Limited data exist on the safety and efficacy of a drug this early on in development.

“The purpose of a phase 1 trial is to obtain data on safety and maximum-tolerated-dose, but these laws are phrased in such a way that it appears that access to these drugs would be beneficial to patients,” Yoram T. Unguru, MD, MS, MA, pediatric hematologist/oncologist at the Herman and Walter Samuelson Children’s Hospital at Sinai Hospital in Baltimore and bioethicist at The Johns Hopkins Berman Institute of Bioethics, said in an interview. “This may be true, but often it is not.”

The risk for toxicity may be even greater in patients who meet requirements of Right to Try laws.

“These are people who are ineligible for clinical trials because they’re sicker, they’re older or their vital signs are too negative to qualify,” Bateman-House said. “If you are going to see a negative outcome, that’s where you would expect to see it.”
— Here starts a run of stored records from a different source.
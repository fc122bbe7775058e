//! Implementation tracker model: stages, subtasks and proofs.

use jiff::Timestamp;
#[cfg(feature = "schema")]
use schemars::JsonSchema;
use serde::{Deserialize, Serialize};

use super::{ProofKind, StageStatus};
use crate::error::{PrdError, Result};

/// Evidence that a stage (or subtask) was completed.
#[derive(Debug, Clone, Serialize, Deserialize, PartialEq, Eq)]
#[cfg_attr(feature = "schema", derive(JsonSchema))]
pub struct Proof {
    #[serde(rename = "type")]
    pub kind: ProofKind,
    /// A URL for links, a `data:` URL for screenshots
    pub content: String,
    #[cfg_attr(feature = "schema", schemars(with = "String"))]
    pub timestamp: Timestamp,
}

/// A single checklist item within a stage.
#[derive(Debug, Clone, Serialize, Deserialize, PartialEq, Eq)]
#[cfg_attr(feature = "schema", derive(JsonSchema))]
pub struct SubTask {
    pub id: String,
    pub title: String,
    #[serde(default)]
    pub description: String,
    #[serde(default)]
    pub completed: bool,
    #[serde(default, skip_serializing_if = "Option::is_none")]
    pub proof: Option<Proof>,
}

impl SubTask {
    /// A fresh, uncompleted subtask.
    pub fn new(id: impl Into<String>, title: impl Into<String>, description: impl Into<String>) -> Self {
        Self {
            id: id.into(),
            title: title.into(),
            description: description.into(),
            completed: false,
            proof: None,
        }
    }
}

/// A group of subtasks whose status is derived from their completion.
#[derive(Debug, Clone, Serialize, Deserialize, PartialEq, Eq)]
#[cfg_attr(feature = "schema", derive(JsonSchema))]
#[serde(rename_all = "camelCase")]
pub struct Stage {
    pub id: String,
    pub title: String,
    #[serde(default)]
    pub description: String,
    #[serde(default)]
    pub status: StageStatus,
    #[serde(default)]
    pub sub_tasks: Vec<SubTask>,
    #[serde(default, skip_serializing_if = "Option::is_none")]
    pub proof: Option<Proof>,
}

impl Stage {
    /// Build a stage whose status already agrees with its subtasks.
    pub fn new(
        id: impl Into<String>,
        title: impl Into<String>,
        description: impl Into<String>,
        sub_tasks: Vec<SubTask>,
    ) -> Self {
        let mut stage = Self {
            id: id.into(),
            title: title.into(),
            description: description.into(),
            status: StageStatus::NotStarted,
            sub_tasks,
            proof: None,
        };
        stage.refresh_status();
        stage
    }

    /// `(completed, total)` subtask counts.
    pub fn progress(&self) -> (usize, usize) {
        let completed = self.sub_tasks.iter().filter(|task| task.completed).count();
        (completed, self.sub_tasks.len())
    }

    /// Status as derived from the subtasks, regardless of the stored value.
    pub fn derived_status(&self) -> StageStatus {
        let (completed, total) = self.progress();
        StageStatus::from_completion(completed, total)
    }

    /// Re-derive `status` from the subtasks.
    pub fn refresh_status(&mut self) {
        self.status = self.derived_status();
    }
}

/// The implementation checklist attached to one PRD document.
#[derive(Debug, Clone, Serialize, Deserialize, PartialEq, Eq)]
#[cfg_attr(feature = "schema", derive(JsonSchema))]
#[serde(rename_all = "camelCase")]
pub struct Tracker {
    /// Id of the PRD document this tracker belongs to
    pub prd_id: String,
    pub project_name: String,
    #[cfg_attr(feature = "schema", schemars(with = "String"))]
    pub last_updated: Timestamp,
    pub stages: Vec<Stage>,
}

impl Tracker {
    /// Look up a stage by id.
    pub fn stage(&self, stage_id: &str) -> Option<&Stage> {
        self.stages.iter().find(|stage| stage.id == stage_id)
    }

    fn stage_mut(&mut self, stage_id: &str) -> Result<&mut Stage> {
        self.stages
            .iter_mut()
            .find(|stage| stage.id == stage_id)
            .ok_or_else(|| PrdError::StageNotFound {
                id: stage_id.to_string(),
            })
    }

    /// Flip the completion flag of one subtask and re-derive its stage status.
    ///
    /// Returns the new `completed` value. Nothing is changed when the stage or
    /// subtask does not exist.
    pub fn toggle_subtask(&mut self, stage_id: &str, task_id: &str, now: Timestamp) -> Result<bool> {
        let stage = self.stage_mut(stage_id)?;
        let task = stage
            .sub_tasks
            .iter_mut()
            .find(|task| task.id == task_id)
            .ok_or_else(|| PrdError::SubTaskNotFound {
                stage_id: stage_id.to_string(),
                task_id: task_id.to_string(),
            })?;

        task.completed = !task.completed;
        let completed = task.completed;
        stage.refresh_status();
        self.last_updated = now;
        Ok(completed)
    }

    /// Attach stage-level proof, replacing any earlier proof.
    ///
    /// Content must not be blank. No size limit is applied.
    pub fn attach_proof(
        &mut self,
        stage_id: &str,
        kind: ProofKind,
        content: String,
        now: Timestamp,
    ) -> Result<&Proof> {
        if content.trim().is_empty() {
            return Err(PrdError::invalid_input("content").with_reason("Proof content cannot be empty"));
        }

        let stage = self.stage_mut(stage_id)?;
        stage.proof = Some(Proof {
            kind,
            content,
            timestamp: now,
        });
        self.last_updated = now;

        self.stage(stage_id)
            .and_then(|stage| stage.proof.as_ref())
            .ok_or_else(|| PrdError::StageNotFound {
                id: stage_id.to_string(),
            })
    }

    /// Re-derive every stage status from its subtasks.
    ///
    /// Used on trackers arriving from outside so a stored tracker never
    /// carries a status that disagrees with its subtasks.
    pub fn normalize(&mut self) {
        for stage in &mut self.stages {
            stage.refresh_status();
        }
    }

    /// `(completed, total)` subtask counts across all stages.
    pub fn progress(&self) -> (usize, usize) {
        self.stages.iter().fold((0, 0), |(done, total), stage| {
            let (stage_done, stage_total) = stage.progress();
            (done + stage_done, total + stage_total)
        })
    }
}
Cost also is a concern, as Right to Try legislation allows pharmaceutical companies to charge for a drug but does not require insurance companies to pay for it.

“If it is not covered by insurance, then this just reinforces that only the rich get these options,” Emanuel said. “If the insurance company pays, then the rest of us are paying for a situation where there is no knowledge gained and a low chance of success. We have to remember that the law affects everyone, not just individual patients who understandably are in a desperate situation.”

Outside clinical trials

Expanding patients’ access to investigational agents outside of clinical trials, without the FDA’s oversight, may threaten the structure of the research and approval process in the United States, Emanuel said.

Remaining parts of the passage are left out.